Another essential component in Najm’s exhibition was a performance piece executed and recorded at A.I.R. gallery called “Tabdeeli”, the Urdu word for Transformation. The piece had been performed in 2017 and recreated for a special demonstration at the artist’s solo exhibition. Following themes of feminine forms and worldly constraints, the performance begins with multiple women seemingly “trapped” in a sheer mesh cocoon. As the piece progresses, the women break free of their bonds and move together in a dance-like harmony. The performance is symbolic of transcending barriers and taboos imposed upon the feminine, operating in tandem with the visual pieces to convey an awareness of the sociopolitical obstacles and traumas placed before women in their daily lives.

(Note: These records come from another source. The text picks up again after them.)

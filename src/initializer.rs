//! Initializer engine (§4.3 "Initializer engine").
//!
//! The parser's brace-tree walk (see `parser.rs`, `parse_initializer_leaves`)
//! reduces any initializer — however deeply nested, with or without inner
//! braces — to a flat, offset-ordered list of `(offset, leaf type, value
//! expression)` triples. Everything in this module consumes that flat
//! list: for a global it becomes a byte image plus relocations; for a
//! local it becomes a zero-fill followed by a run of assignment
//! statements.

use crate::ast::{Expr, ExprKind, InitEntry, Stmt, UnOp};
use crate::error::{CompileError, Result, SourceLocation};
use crate::symbols::Storage;
use crate::types::{self, Type};

pub type InitLeaf = (usize, Type, Expr);

enum ConstValue {
    Int(i64),
    Address { label: String, addend: i64 },
}

/// Evaluates a global initializer element at compile time. Only integer
/// constants, negation/plus of one, and addresses of other globals or
/// string literals are accepted — exactly what §4.3 requires for a flat
/// static image.
fn const_eval(expr: &Expr) -> Result<ConstValue> {
    match &expr.kind {
        ExprKind::IntegerLiteral(v) => Ok(ConstValue::Int(*v)),
        ExprKind::Unary(UnOp::Neg, inner) => match const_eval(inner)? {
            ConstValue::Int(v) => Ok(ConstValue::Int(-v)),
            ConstValue::Address { .. } => Err(not_constant(&expr.location)),
        },
        ExprKind::Unary(UnOp::Plus, inner) => const_eval(inner),
        ExprKind::StringLiteral { label, .. } => Ok(ConstValue::Address {
            label: label.clone(),
            addend: 0,
        }),
        ExprKind::AddressOf(inner) => match &inner.kind {
            ExprKind::Variable(v) => match &v.storage {
                Storage::Global(label) => Ok(ConstValue::Address {
                    label: label.clone(),
                    addend: 0,
                }),
                Storage::Local(_) => Err(not_constant(&expr.location)),
            },
            _ => Err(not_constant(&expr.location)),
        },
        ExprKind::Binary(op, lhs, rhs) => {
            let l = const_eval(lhs)?;
            let r = const_eval(rhs)?;
            fold_const_binary(*op, l, r, &expr.location)
        }
        _ => Err(not_constant(&expr.location)),
    }
}

fn fold_const_binary(
    op: crate::ast::BinOp,
    l: ConstValue,
    r: ConstValue,
    loc: &SourceLocation,
) -> Result<ConstValue> {
    use crate::ast::BinOp::*;
    match (op, l, r) {
        (Add, ConstValue::Int(a), ConstValue::Int(b)) => Ok(ConstValue::Int(a + b)),
        (Sub, ConstValue::Int(a), ConstValue::Int(b)) => Ok(ConstValue::Int(a - b)),
        (Mul, ConstValue::Int(a), ConstValue::Int(b)) => Ok(ConstValue::Int(a * b)),
        (Div, ConstValue::Int(a), ConstValue::Int(b)) => Ok(ConstValue::Int(a / b)),
        (Add, ConstValue::Address { label, addend }, ConstValue::Int(b))
        | (Add, ConstValue::Int(b), ConstValue::Address { label, addend }) => {
            Ok(ConstValue::Address {
                label,
                addend: addend + b,
            })
        }
        (Sub, ConstValue::Address { label, addend }, ConstValue::Int(b)) => {
            Ok(ConstValue::Address {
                label,
                addend: addend - b,
            })
        }
        _ => Err(not_constant(loc)),
    }
}

fn not_constant(loc: &SourceLocation) -> CompileError {
    CompileError::initializer(loc.clone(), "initializer element is not a compile-time constant")
}

/// Turns flattened leaves into a global's flat byte/relocation image.
pub fn leaves_to_global_entries(leaves: &[InitLeaf]) -> Result<Vec<InitEntry>> {
    let mut entries = Vec::with_capacity(leaves.len());
    for (offset, ty, expr) in leaves {
        match const_eval(expr)? {
            ConstValue::Int(v) => {
                let size = types::size_of(ty);
                let bytes = v.to_le_bytes()[..size.min(8)].to_vec();
                entries.push(InitEntry::Bytes {
                    offset: *offset,
                    bytes,
                });
            }
            ConstValue::Address { label, addend } => {
                entries.push(InitEntry::Address {
                    offset: *offset,
                    label,
                    addend,
                });
            }
        }
    }
    Ok(entries)
}

/// Turns flattened leaves into the statements that initialize a local:
/// one zero-fill of the whole object (skipped for a fully-covered scalar)
/// followed by one assignment per leaf, in flattening order.
pub fn leaves_to_local_stmts(
    base_offset: i64,
    whole_size: usize,
    whole_ty: &Type,
    leaves: Vec<InitLeaf>,
    location: &SourceLocation,
) -> Vec<Stmt> {
    let mut stmts = Vec::with_capacity(leaves.len() + 1);
    let is_scalar_whole = !types::is_aggregate(whole_ty) && !matches!(whole_ty.as_ref(), crate::types::TypeKind::Array(..));
    if !is_scalar_whole {
        stmts.push(Stmt::ZeroFill {
            addr: Box::new(frame_slot(base_offset, whole_ty.clone(), location.clone())),
            size: whole_size,
        });
    }
    for (offset, ty, value) in leaves {
        let target = frame_slot(base_offset + offset as i64, ty.clone(), location.clone());
        let assign_ty = target.ty.clone();
        stmts.push(Stmt::Expr(Expr {
            kind: ExprKind::Assign(Box::new(target), Box::new(value)),
            ty: assign_ty,
            is_lvalue: false,
            location: location.clone(),
        }));
    }
    stmts
}

fn frame_slot(offset: i64, ty: Type, location: SourceLocation) -> Expr {
    Expr {
        kind: ExprKind::FrameSlot(offset),
        ty,
        is_lvalue: true,
        location,
    }
}

#[cfg(test)]
mod tests {
    use super::*;
    use crate::error::SourceLocation;
    use crate::types::new_int;

    fn loc() -> SourceLocation {
        SourceLocation::new("t.c", 1, 1)
    }

    fn int_lit(v: i64) -> Expr {
        Expr {
            kind: ExprKind::IntegerLiteral(v),
            ty: new_int(),
            is_lvalue: false,
            location: loc(),
        }
    }

    #[test]
    fn global_entries_encode_little_endian() {
        let leaves = vec![(0usize, new_int(), int_lit(7)), (8usize, new_int(), int_lit(5))];
        let entries = leaves_to_global_entries(&leaves).unwrap();
        match &entries[0] {
            InitEntry::Bytes { offset, bytes } => {
                assert_eq!(*offset, 0);
                assert_eq!(bytes, &7i64.to_le_bytes());
            }
            _ => panic!("expected bytes entry"),
        }
        match &entries[1] {
            InitEntry::Bytes { offset, .. } => assert_eq!(*offset, 8),
            _ => panic!("expected bytes entry"),
        }
    }

    #[test]
    fn rejects_non_constant_global_initializer() {
        let not_const = Expr {
            kind: ExprKind::FrameSlot(-8),
            ty: new_int(),
            is_lvalue: true,
            location: loc(),
        };
        let leaves = vec![(0usize, new_int(), not_const)];
        assert!(leaves_to_global_entries(&leaves).is_err());
    }
}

Within their exhibitions, both artists deal with themes of perception, expectation, globalism, and the interrelation of past and present. Sharifzadeh presents a new form of iconography with Persian elements, which are incorporated into the context of the Italian Renaissance, challenging our understanding of the Rebirth and its impacts on Western and Eastern conceptions of the female. Likewise, Najm’s art brings awareness to the constraints put on women of all backgrounds, while also proposing a possibility of healing through artistic transformation and confronting trauma in the face of adversity. Najm grew up in Pakistan with a Westernized father and a very traditional mother, experiencing divisions of East and West from a young age. Sharifzadeh grew up in Iran and was shocked to learn the stereotypes applied to her upon moving to the U.S. The idea of “otherness” is vanquished in their work, by showing that societal expectations of women are as outdated as the concepts that separate the East and West. These works suggest that it is time to learn from our past and approach life with a humble mind and accepting spirit.
You can see Najm and Sharifzadeh’s exhibitions at A.I.R. through October 6 from Wednesday to Sunday, 12-6 pm, at 155 Plymouth Street, Brooklyn, NY.